#### YOUR ASSIGNMENT:
Scan the entries that follow and copy out every line containing "false".

#### Dataset entries:
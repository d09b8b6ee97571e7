//! Change subscriptions, one per topic.
//!
//! Subscribing to a topic that already has a live subscription tears the old
//! one down first, so there is never more than one listener per topic and a
//! superseded listener can no longer deliver. Each subscription is drained
//! by its own task which hands full snapshots to `on_change` and, when the
//! watch fails, reports to `on_error` exactly once and stops.

use std::sync::atomic::{AtomicBool, Ordering};
use std::sync::Arc;

use dashmap::{DashMap, DashSet};
use serde::Serialize;
use tokio::sync::{oneshot, Mutex};
use tokio::task::JoinHandle;

use crate::error::{Error, Result};
use crate::record::Document;
use crate::store::{StorageBackend, WatchId};
use crate::Topic;

/// Lifecycle of a topic's subscription.
#[derive(Debug, Clone, Copy, PartialEq, Eq, Serialize)]
#[serde(rename_all = "camelCase")]
pub enum SubscriptionState {
    Unsubscribed,
    Subscribed,
    /// The watch ended with an error; a new subscribe moves back to `Subscribed`
    Failed,
    /// Terminal, after [`SubscriptionManager::teardown`]
    TornDown,
}

struct ActiveSubscription {
    watch_id: WatchId,
    cancelled: Arc<AtomicBool>,
    task: JoinHandle<()>,
}

impl ActiveSubscription {
    fn cancel(&self) {
        self.cancelled.store(true, Ordering::SeqCst);
        self.task.abort();
    }
}

/// Owns every live subscription.
pub struct SubscriptionManager {
    backend: Arc<dyn StorageBackend>,
    active: Arc<DashMap<Topic, ActiveSubscription>>,
    states: Arc<DashMap<Topic, SubscriptionState>>,
    /// Topics subscribed successfully at least once in this process.
    established: DashSet<Topic>,
    torn_down: AtomicBool,
    /// Serializes cancel-then-replace.
    replace_lock: Mutex<()>,
}

impl std::fmt::Debug for SubscriptionManager {
    fn fmt(&self, f: &mut std::fmt::Formatter<'_>) -> std::fmt::Result {
        f.debug_struct("SubscriptionManager")
            .field("active", &self.active_topics())
            .field("torn_down", &self.torn_down.load(Ordering::SeqCst))
            .finish()
    }
}

impl SubscriptionManager {
    pub fn new(backend: Arc<dyn StorageBackend>) -> Self {
        Self {
            backend,
            active: Arc::new(DashMap::new()),
            states: Arc::new(DashMap::new()),
            established: DashSet::new(),
            torn_down: AtomicBool::new(false),
            replace_lock: Mutex::new(()),
        }
    }

    /// Subscribe to `topic`, replacing any existing subscription.
    ///
    /// `on_change` receives every full snapshot, starting with the current
    /// one. `on_error` is called once if the watch fails; the subscription
    /// is then over and the caller decides whether to resubscribe.
    pub async fn subscribe<C, E>(&self, topic: Topic, on_change: C, on_error: E) -> Result<()>
    where
        C: Fn(Vec<Document>) + Send + Sync + 'static,
        E: Fn(Error) + Send + Sync + 'static,
    {
        if self.is_torn_down() {
            return Err(Error::ShutDown(topic));
        }
        let _guard = self.replace_lock.lock().await;

        if let Some((_, previous)) = self.active.remove(&topic) {
            self.release(topic, previous).await;
        }

        let mut watch = match self.backend.subscribe(topic).await {
            Ok(watch) => watch,
            Err(e) => {
                tracing::warn!(topic = %topic, error = %e, "subscribe failed");
                self.states.insert(topic, SubscriptionState::Failed);
                return Err(e);
            }
        };

        let watch_id = watch.id.clone();
        let cancelled = Arc::new(AtomicBool::new(false));
        // The task starts draining only once the subscription is recorded.
        let (start, started) = oneshot::channel::<()>();
        let task = {
            let cancelled = cancelled.clone();
            let states = self.states.clone();
            let active = self.active.clone();
            let watch_id = watch_id.clone();
            tokio::spawn(async move {
                if started.await.is_err() {
                    return;
                }
                while let Some(event) = watch.events.recv().await {
                    if cancelled.load(Ordering::SeqCst) {
                        return;
                    }
                    match event {
                        Ok(documents) => on_change(documents),
                        Err(error) => {
                            tracing::warn!(topic = %topic, error = %error, "subscription failed");
                            states.insert(topic, SubscriptionState::Failed);
                            active.remove_if(&topic, |_, a| a.watch_id == watch_id);
                            on_error(error);
                            return;
                        }
                    }
                }
                if !cancelled.load(Ordering::SeqCst) {
                    tracing::debug!(topic = %topic, "watch closed by store");
                    states.insert(topic, SubscriptionState::Unsubscribed);
                    active.remove_if(&topic, |_, a| a.watch_id == watch_id);
                }
            })
        };

        self.active.insert(
            topic,
            ActiveSubscription {
                watch_id: watch_id.clone(),
                cancelled,
                task,
            },
        );
        self.established.insert(topic);
        self.states.insert(topic, SubscriptionState::Subscribed);
        let _ = start.send(());
        tracing::info!(topic = %topic, watch_id = %watch_id, "subscribed");
        Ok(())
    }

    /// Cancel the subscription for `topic`. Returns whether one was live.
    pub async fn unsubscribe(&self, topic: Topic) -> bool {
        let _guard = self.replace_lock.lock().await;
        let removed = match self.active.remove(&topic) {
            Some((_, previous)) => {
                self.release(topic, previous).await;
                true
            }
            None => false,
        };
        if !self.is_torn_down() {
            self.states.insert(topic, SubscriptionState::Unsubscribed);
        }
        removed
    }

    /// Cancel everything. Later subscribes fail with `ShutDown`.
    pub async fn teardown(&self) {
        self.torn_down.store(true, Ordering::SeqCst);
        let _guard = self.replace_lock.lock().await;
        let topics: Vec<Topic> = self.active.iter().map(|e| *e.key()).collect();
        for topic in topics {
            if let Some((_, previous)) = self.active.remove(&topic) {
                self.release(topic, previous).await;
            }
        }
        for topic in Topic::ALL {
            self.states.insert(topic, SubscriptionState::TornDown);
        }
        tracing::info!("subscriptions torn down");
    }

    async fn release(&self, topic: Topic, subscription: ActiveSubscription) {
        subscription.cancel();
        if let Err(e) = self.backend.unsubscribe(&subscription.watch_id).await {
            tracing::debug!(topic = %topic, error = %e, "unsubscribe failed");
        }
        tracing::debug!(topic = %topic, watch_id = %subscription.watch_id, "subscription released");
    }

    pub fn state(&self, topic: Topic) -> SubscriptionState {
        self.states
            .get(&topic)
            .map(|s| *s)
            .unwrap_or(SubscriptionState::Unsubscribed)
    }

    /// Whether `topic` was subscribed successfully at least once.
    pub fn ever_subscribed(&self, topic: Topic) -> bool {
        self.established.contains(&topic)
    }

    /// Topics with a live subscription, in stable order.
    pub fn active_topics(&self) -> Vec<Topic> {
        let mut topics: Vec<Topic> = self
            .states
            .iter()
            .filter(|e| *e.value() == SubscriptionState::Subscribed)
            .map(|e| *e.key())
            .collect();
        topics.sort();
        topics
    }

    pub fn is_torn_down(&self) -> bool {
        self.torn_down.load(Ordering::SeqCst)
    }
}

impl Drop for SubscriptionManager {
    fn drop(&mut self) {
        for entry in self.active.iter() {
            entry.value().cancel();
        }
    }
}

#### WRITTEN ANSWER:
            torn_down: AtomicBool::new(false),
        let cancelled = Arc::new(AtomicBool::new(false));
            None => false,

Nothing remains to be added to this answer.